To get a taste of this unique region we went a little beyond Christchurch, the main city of this region. We took a ride on one of the World’s greatest train journeys, the Tranzalpine. The train crosses the entire Southern Alps starting from one coast to the other; from Pacific Ocean to the Tasman Sea.
At first the sight of the train, we were a little disappointed, it looked a little old. Later we learnt that the coaches were purposely built the old-fashioned way to give us an authentic experience of the train as it was when it first back in 1938. There was nothing shabby about the interiors though — the train’s decor was plush and stylish, with comfortable seats mostly arranged in groups of four, ideal for a family. Every seat had a wide window too, giving majestic views of the landscape outside.
Interestingly, seat numbers are not allotted when the tickets are booked. Only when boarding the train we could request a seat of our choice. We could have done that on phone the previous day, but we were lazy! There is also a full-length viewing platform at the centre of the train and you have to ask for a seat on a coach near this, for if it didn’t rain, the perch was ideal place for taking photographs or just watching the scenery, unobstructed. There’s even a café for refreshments.
The Tranzalpine left Christchurch on the dot of its scheduled time of 8:15am and within minutes the city landscape changed. We approached verdant farmlands with the train chugging along the Canterbury plains and heading towards the Southern Alps….The excitement was truly building up.
An hour later the train actually started climbing up the Southern Alps leaving behind the mesmerizing views of the gorge of the River Waimakiriri. S series of steel girder bridges over gorges and through tunnels passed by as we started climbing. The highest viaduct, 73 m above the river, is quite appropriately called the ‘staircase’! The views around changed again, with plateau around and hills in the horizon fading away in the blue sky. Vast stretches of snow covered land and mountains came into view. When the train pulled up at the snowy Arthur’s pass station and we got off to stretch a bit and see the snow-clad views around...

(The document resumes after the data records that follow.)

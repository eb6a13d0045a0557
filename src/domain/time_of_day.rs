//! Time-of-day parsing and intraday windows.
//!
//! Accepted forms: `H:MM`, `H:MM:SS`, `H:MM:SS.fraction`. The fraction keeps
//! at most nine digits (nanoseconds); shorter fractions are right-padded.

use crate::domain::error::CycError;
use chrono::{NaiveTime, Timelike};

pub const NANOS_PER_SECOND: u64 = 1_000_000_000;

/// Nanoseconds since midnight for a time-of-day string.
pub fn parse_time_to_ns(raw: &str) -> Result<u64, CycError> {
    let text = raw.trim();
    if text.is_empty() {
        return Err(CycError::invalid_time(raw, "time string cannot be empty"));
    }

    let parts: Vec<&str> = text.split(':').collect();
    if parts.len() < 2 || parts.len() > 3 {
        return Err(CycError::invalid_time(raw, "expected H:MM, H:MM:SS or H:MM:SS.fraction"));
    }

    let sec_part = parts.get(2).copied().unwrap_or("0");
    let (sec_str, frac_str) = sec_part.split_once('.').unwrap_or((sec_part, ""));

    let hour = parse_component(raw, parts[0], "hour")?;
    let minute = parse_component(raw, parts[1], "minute")?;
    let second = if sec_str.is_empty() {
        0
    } else {
        parse_component(raw, sec_str, "second")?
    };

    if hour >= 24 || minute >= 60 || second >= 60 {
        return Err(CycError::invalid_time(raw, "component out of range"));
    }
    if !frac_str.bytes().all(|b| b.is_ascii_digit()) {
        return Err(CycError::invalid_time(raw, "fractional seconds must be digits"));
    }

    let nanos = if frac_str.is_empty() {
        0
    } else {
        let kept = &frac_str[..frac_str.len().min(9)];
        format!("{kept:0<9}")
            .parse::<u64>()
            .map_err(|e| CycError::invalid_time(raw, e.to_string()))?
    };

    let total_seconds = hour * 3600 + minute * 60 + second;
    Ok(total_seconds * NANOS_PER_SECOND + nanos)
}

fn parse_component(raw: &str, part: &str, name: &str) -> Result<u64, CycError> {
    if part.is_empty() || !part.bytes().all(|b| b.is_ascii_digit()) {
        return Err(CycError::invalid_time(raw, format!("{name} must be a number")));
    }
    part.parse()
        .map_err(|_| CycError::invalid_time(raw, format!("{name} must be a number")))
}

pub fn time_to_ns(time: NaiveTime) -> u64 {
    u64::from(time.num_seconds_from_midnight()) * NANOS_PER_SECOND + u64::from(time.nanosecond())
}

/// Inverse of [`time_to_ns`]; `None` at or past midnight of the next day.
pub fn time_from_ns(ns: u64) -> Option<NaiveTime> {
    let secs = u32::try_from(ns / NANOS_PER_SECOND).ok()?;
    let nanos = u32::try_from(ns % NANOS_PER_SECOND).ok()?;
    NaiveTime::from_num_seconds_from_midnight_opt(secs, nanos)
}

/// Parses a time-of-day cell in any form [`parse_time_to_ns`] accepts.
pub fn parse_time_of_day(raw: &str) -> Result<NaiveTime, CycError> {
    let ns = parse_time_to_ns(raw)?;
    time_from_ns(ns).ok_or_else(|| CycError::invalid_time(raw, "component out of range"))
}

/// `HH:MM:SS`, with a fractional part only when it is non-zero.
pub fn format_time(time: NaiveTime) -> String {
    time.format("%H:%M:%S%.f").to_string()
}

/// Inclusive intraday bounds; an absent bound leaves that side open.
#[derive(Debug, Clone, Copy, Default, PartialEq, Eq)]
pub struct TimeWindow {
    pub start_ns: Option<u64>,
    pub end_ns: Option<u64>,
}

impl TimeWindow {
    pub fn parse(start: Option<&str>, end: Option<&str>) -> Result<Self, CycError> {
        Ok(Self {
            start_ns: start.map(parse_time_to_ns).transpose()?,
            end_ns: end.map(parse_time_to_ns).transpose()?,
        })
    }

    pub fn contains(&self, ns_since_midnight: u64) -> bool {
        self.start_ns.is_none_or(|s| ns_since_midnight >= s)
            && self.end_ns.is_none_or(|e| ns_since_midnight <= e)
    }

    pub fn contains_time(&self, time: NaiveTime) -> bool {
        self.contains(time_to_ns(time))
    }

    pub fn is_unbounded(&self) -> bool {
        self.start_ns.is_none() && self.end_ns.is_none()
    }

    /// Row filter: a row without a time only passes an unbounded window.
    pub fn admits(&self, time: Option<NaiveTime>) -> bool {
        match time {
            Some(t) => self.contains_time(t),
            None => self.is_unbounded(),
        }
    }
}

A little later we boarded the train again and headed for the Otira tunnel. Being 8.6 km long,
This is the longest tunnel in the whole of New Zealand.... which isn’t bad for such a tiny country! The viewing platform was closed when the train entered the tunnel and I had to reluctantly return to my seat. After crossing Otira, the old railway towns and mining regions of New Zealand passed by and we finally reached Greymouth at 12.45 pm, the final stop for the train. Greymouth got its name for being, quite literally at the mouth of River Grey. Once a Maori village, Greymouth is now exclusively used as a starting point to visit Punakaiki and the Pancake Rocks. Tour buses leave from just outside the station and we boarded one that would take us to the rocks and blowholes. We were transfixed by a traffic sign that warned us of crossing penguins! Nowhere in the world had I seen this sign and we craned our necks hoping to see one of these sombre looking creatures! Alas, no such luck so we continued on our journey down a road that was carved out from mountains. Hugging the coastline, it ran through dense rainforests, and the spectacular views of the coastline awed us throughout.

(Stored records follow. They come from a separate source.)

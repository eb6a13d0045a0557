//! CLI integration tests: INI files and partition directories on disk,
//! driven through `cli::execute`.

mod common;

use common::*;
use cyc::adapters::file_config_adapter::FileConfigAdapter;
use cyc::cli::{self, Command};
use cyc::domain::config_validation::validate_data_config;
use cyc::domain::error::CycError;
use cyc::domain::stock_fact::PriceField;
use std::io::Write;
use std::path::Path;
use tempfile::{NamedTempFile, TempDir};

const DATASET: &str = "stock_data_day";

fn write_temp_ini(content: &str) -> NamedTempFile {
    let mut file = NamedTempFile::new().unwrap();
    file.write_all(content.as_bytes()).unwrap();
    file.flush().unwrap();
    file
}

fn ini_for(root: &Path, extra: &str) -> NamedTempFile {
    write_temp_ini(&format!(
        "[data]\npath = {}\ndataset = {DATASET}\n\n[display]\nwidth = 120\nprecision = 2\n{extra}",
        root.display()
    ))
}

fn december_data() -> TempDir {
    let dir = TempDir::new().unwrap();
    write_partition(
        dir.path(),
        DATASET,
        "20241213",
        "sym,open,high,low,close,volume,dividend,split\n\
         TSLA,99,101,98,100,1100,1.0,\n\
         AAPL,200,202,199,201,550,,\n",
    );
    write_partition(
        dir.path(),
        DATASET,
        "20241216",
        "sym,open,high,low,close,volume,dividend,split\n\
         TSLA,49,51,48,50,2400,0.5,2\n\
         AAPL,201,203,200,202,600,,\n",
    );
    dir
}

fn run(command: Command) -> Result<String, CycError> {
    let mut buf = Vec::new();
    cli::execute(command, &mut buf)?;
    Ok(String::from_utf8(buf).unwrap())
}

mod config_loading {
    use super::*;

    #[test]
    fn display_config_from_ini() {
        let data = december_data();
        let ini = ini_for(data.path(), "[spot]\nfield = open\nstrict = yes\n");
        let config = cli::load_config(ini.path()).unwrap();
        validate_data_config(&config).unwrap();

        let display = cli::build_display_config(&config).unwrap();
        assert_eq!(display.width, 120);
        assert_eq!(display.precision, 2);
        assert_eq!(display.field, PriceField::Open);
        assert!(display.strict);
    }

    #[test]
    fn missing_file_is_config_parse_error() {
        let err = cli::load_config(Path::new("/nonexistent/cyc.ini")).unwrap_err();
        assert!(matches!(err, CycError::ConfigParse { .. }));
    }

    #[test]
    fn missing_data_path_is_rejected() {
        let config = FileConfigAdapter::from_string("[display]\nwidth = 80\n").unwrap();
        let err = validate_data_config(&config).unwrap_err();
        assert!(matches!(err, CycError::ConfigMissing { .. }));
    }

    #[test]
    fn bad_spot_field_is_config_invalid() {
        let config = FileConfigAdapter::from_string("[spot]\nfield = vwap\n").unwrap();
        let err = cli::build_display_config(&config).unwrap_err();
        assert!(matches!(err, CycError::ConfigInvalid { .. }));
    }
}

mod calendar_commands {
    use super::*;

    #[test]
    fn days_skip_good_friday() {
        let text = run(Command::Days {
            range: "20240327-20240402".into(),
        })
        .unwrap();
        assert_eq!(text, "20240327\n20240328\n20240401\n20240402\n");
    }

    #[test]
    fn reversed_range_is_invalid() {
        let err = run(Command::Days {
            range: "20240402-20240327".into(),
        })
        .unwrap_err();
        assert!(matches!(err, CycError::InvalidRange { .. }));
    }

    #[test]
    fn prev_over_long_weekend() {
        let text = run(Command::Prev {
            date: "20240401".into(),
            count: 1,
        })
        .unwrap();
        assert_eq!(text, "20240328\n");
    }

    #[test]
    fn time_prints_nanoseconds() {
        let text = run(Command::Time {
            text: "9:30:00.5".into(),
        })
        .unwrap();
        assert_eq!(text, "34200500000000\n");
    }

    #[test]
    fn bad_time_is_invalid_time() {
        let err = run(Command::Time { text: "9".into() }).unwrap_err();
        assert!(matches!(err, CycError::InvalidTime { .. }));
    }
}

mod data_commands {
    use super::*;

    #[test]
    fn spot_table_for_symbol_list() {
        let data = december_data();
        let ini = ini_for(data.path(), "");
        let text = run(Command::Spot {
            config: ini.path().to_path_buf(),
            symbols: "tsla,aapl".into(),
            date: "20241213".into(),
            offset: 1,
            field: None,
            strict: false,
        })
        .unwrap();

        assert!(text.contains("| sym "));
        assert!(text.contains("close"));
        let tsla = text.lines().find(|l| l.contains("TSLA")).unwrap();
        assert!(tsla.contains("20241213"));
        assert!(tsla.contains("100.50"));
        let aapl = text.lines().find(|l| l.contains("AAPL")).unwrap();
        assert!(aapl.contains("202.00"));
    }

    #[test]
    fn spot_prints_null_when_lenient() {
        let data = december_data();
        let ini = ini_for(data.path(), "");
        let text = run(Command::Spot {
            config: ini.path().to_path_buf(),
            symbols: "TSLA".into(),
            date: "20241216".into(),
            offset: 1,
            field: None,
            strict: false,
        })
        .unwrap();
        assert!(text.lines().any(|l| l.contains("TSLA") && l.contains("null")));
    }

    #[test]
    fn strict_spot_reports_missing_row() {
        let data = december_data();
        let ini = ini_for(data.path(), "");
        let err = run(Command::Spot {
            config: ini.path().to_path_buf(),
            symbols: "TSLA".into(),
            date: "20241216".into(),
            offset: 1,
            field: None,
            strict: true,
        })
        .unwrap_err();
        match err {
            CycError::MissingData { symbol, date: d } => {
                assert_eq!(symbol, "TSLA");
                assert_eq!(d, date(2024, 12, 16));
            }
            other => panic!("expected MissingData, got {other:?}"),
        }
    }

    #[test]
    fn strict_from_config_file() {
        let data = december_data();
        let ini = ini_for(data.path(), "[spot]\nstrict = true\n");
        let err = run(Command::Spot {
            config: ini.path().to_path_buf(),
            symbols: "AAPL".into(),
            date: "20241216".into(),
            offset: 1,
            field: None,
            strict: false,
        })
        .unwrap_err();
        assert!(matches!(err, CycError::MissingData { .. }));
    }

    #[test]
    fn lookup_lists_requested_fields() {
        let data = december_data();
        let ini = ini_for(data.path(), "");
        let text = run(Command::Lookup {
            config: ini.path().to_path_buf(),
            symbols: "TSLA".into(),
            date: "20241213-20241216".into(),
            fields: "close,split".into(),
        })
        .unwrap();

        assert!(text.contains("split"));
        let rows: Vec<&str> = text.lines().filter(|l| l.contains("TSLA")).collect();
        assert_eq!(rows.len(), 2);
        assert!(rows[0].contains("100.00") && rows[0].contains("null"));
        assert!(rows[1].contains("50.00") && rows[1].contains("2.00"));
    }

    #[test]
    fn lookup_rejects_unknown_field() {
        let data = december_data();
        let ini = ini_for(data.path(), "");
        let err = run(Command::Lookup {
            config: ini.path().to_path_buf(),
            symbols: "TSLA".into(),
            date: "20241213".into(),
            fields: "close,vwap".into(),
        })
        .unwrap_err();
        assert!(matches!(err, CycError::InvalidInput { .. }));
    }

    #[test]
    fn load_filters_by_symbol() {
        let data = december_data();
        let ini = ini_for(data.path(), "");
        let text = run(Command::Load {
            config: ini.path().to_path_buf(),
            range: "20241213-20241217".into(),
            symbol: Some("aapl".into()),
            time_start: None,
            time_end: None,
        })
        .unwrap();
        assert_eq!(text.lines().filter(|l| l.contains("AAPL")).count(), 2);
        assert!(!text.contains("TSLA"));
    }

    #[test]
    fn load_applies_time_window() {
        let data = TempDir::new().unwrap();
        write_partition(
            data.path(),
            DATASET,
            "20241211",
            "sym,time,price,close\n\
             UBER,09:04:00,61.0,61.0\n\
             UBER,09:05:00,61.2,61.2\n\
             UBER,09:06:00,61.3,61.3\n\
             UBER,09:07:00,61.1,61.1\n\
             UBER,09:08:00,61.4,61.4\n\
             LYFT,09:06:00,14.0,14.0\n",
        );
        let ini = ini_for(data.path(), "");
        let text = run(Command::Load {
            config: ini.path().to_path_buf(),
            range: "20241211".into(),
            symbol: Some("UBER".into()),
            time_start: Some("09:05".into()),
            time_end: Some("09:07".into()),
        })
        .unwrap();

        assert!(text.contains("| time "));
        let rows: Vec<&str> = text.lines().filter(|l| l.contains("UBER")).collect();
        assert_eq!(rows.len(), 3);
        assert!(rows[0].contains("09:05:00") && rows[0].contains("61.20"));
        assert!(rows[2].contains("09:07:00") && rows[2].contains("61.10"));
        assert!(!text.contains("LYFT"));
    }

    #[test]
    fn load_rejects_bad_time_bound() {
        let data = december_data();
        let ini = ini_for(data.path(), "");
        let err = run(Command::Load {
            config: ini.path().to_path_buf(),
            range: "20241213".into(),
            symbol: None,
            time_start: Some("9:75".into()),
            time_end: None,
        })
        .unwrap_err();
        assert!(matches!(err, CycError::InvalidTime { .. }));
    }

    #[test]
    fn daily_load_has_no_time_column() {
        let data = december_data();
        let ini = ini_for(data.path(), "");
        let text = run(Command::Load {
            config: ini.path().to_path_buf(),
            range: "20241213".into(),
            symbol: None,
            time_start: None,
            time_end: None,
        })
        .unwrap();
        assert!(!text.contains("| time "));
        assert_eq!(text.lines().filter(|l| l.contains("20241213")).count(), 2);
    }

    #[test]
    fn spot_on_a_closed_day_is_null_not_an_error() {
        let data = december_data();
        let ini = ini_for(data.path(), "");
        // Saturday 14th December 2024.
        let text = run(Command::Spot {
            config: ini.path().to_path_buf(),
            symbols: "TSLA".into(),
            date: "20241214".into(),
            offset: 0,
            field: None,
            strict: false,
        })
        .unwrap();
        let row = text.lines().find(|l| l.contains("TSLA")).unwrap();
        assert!(row.contains("20241214") && row.contains("null"));
    }

    #[test]
    fn spot_from_a_closed_day_steps_to_the_next_session() {
        let data = december_data();
        let ini = ini_for(data.path(), "");
        let text = run(Command::Spot {
            config: ini.path().to_path_buf(),
            symbols: "TSLA".into(),
            date: "20241214".into(),
            offset: 1,
            field: None,
            strict: false,
        })
        .unwrap();
        // Monday's 50 * 2 + 0.5
        let row = text.lines().find(|l| l.contains("TSLA")).unwrap();
        assert!(row.contains("100.50"));
    }

    #[test]
    fn lookup_on_a_holiday_is_null() {
        let data = december_data();
        let ini = ini_for(data.path(), "");
        let text = run(Command::Lookup {
            config: ini.path().to_path_buf(),
            symbols: "TSLA,AAPL".into(),
            date: "20241225".into(),
            fields: "close".into(),
        })
        .unwrap();
        let rows: Vec<&str> = text.lines().filter(|l| l.contains("20241225")).collect();
        assert_eq!(rows.len(), 2);
        assert!(rows.iter().all(|r| r.contains("null")));
    }

    #[test]
    fn closed_multi_day_range_is_still_invalid() {
        let data = december_data();
        let ini = ini_for(data.path(), "");
        let err = run(Command::Spot {
            config: ini.path().to_path_buf(),
            symbols: "TSLA".into(),
            date: "20241214-20241215".into(),
            offset: 0,
            field: None,
            strict: false,
        })
        .unwrap_err();
        assert!(matches!(err, CycError::InvalidRange { .. }));
    }

    #[test]
    fn huge_offset_is_out_of_range() {
        let data = december_data();
        let ini = ini_for(data.path(), "");
        for offset in [i64::MAX, i64::MIN] {
            let err = run(Command::Spot {
                config: ini.path().to_path_buf(),
                symbols: "TSLA".into(),
                date: "20241213".into(),
                offset,
                field: None,
                strict: false,
            })
            .unwrap_err();
            assert!(matches!(err, CycError::DateOutOfRange { .. }));
        }
    }

    #[test]
    fn partitions_lists_dates_on_disk() {
        let data = december_data();
        write_partition(data.path(), DATASET, "notes", "not a partition\n");
        let ini = ini_for(data.path(), "");
        let text = run(Command::Partitions {
            config: ini.path().to_path_buf(),
        })
        .unwrap();
        assert_eq!(text, "20241213\n20241216\n");
    }

    #[test]
    fn missing_dataset_dir_is_data_source_error() {
        let data = TempDir::new().unwrap();
        let ini = ini_for(data.path(), "");
        let err = run(Command::Partitions {
            config: ini.path().to_path_buf(),
        })
        .unwrap_err();
        assert!(matches!(err, CycError::DataSource { .. }));
    }
}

Arriving at Punakaiki, we headed to the information centre to check about the high tide as that’s when blowholes can be seen. A moderate walk through a native rainforest — that occasionally afforded us glimpses of stunning rocks in the distance and the Punakaiki coastline — finally brought us to the Pancake Rocks.
As the main attraction, it wasn’t a bad deal! A section of limestone rocks had undergone a layering and weathering process that caused the rocks to look like stacks of thin pancakes. They indeed resembled pancakes, manmade that too such was the similarity between the thicknesses of two rocks!
We enjoyed the fascinating views all around and then concentrated on the water that was slowly filling up the pool, swirling around and sloshing against the steep rock walls around it. Suddenly there was a whirling sound and a whoosh as water gushed out of the rocks…
We all applauded, as if we were waiting for that ‘blowhole’ show to happen and that it was now over. Spending some time looking out at the Tasman Sea and the amazing view of the coastline, we returned to Greymouth to spend the rest of the day. We had booked ourselves in the next day’s Tranzalpine to return to Christchurch, giving us an entire day in Greymouth.


This article was first published in ET Travel, The Economic Times

1 comment:

  1. lovely travelogue...makes me want to go there.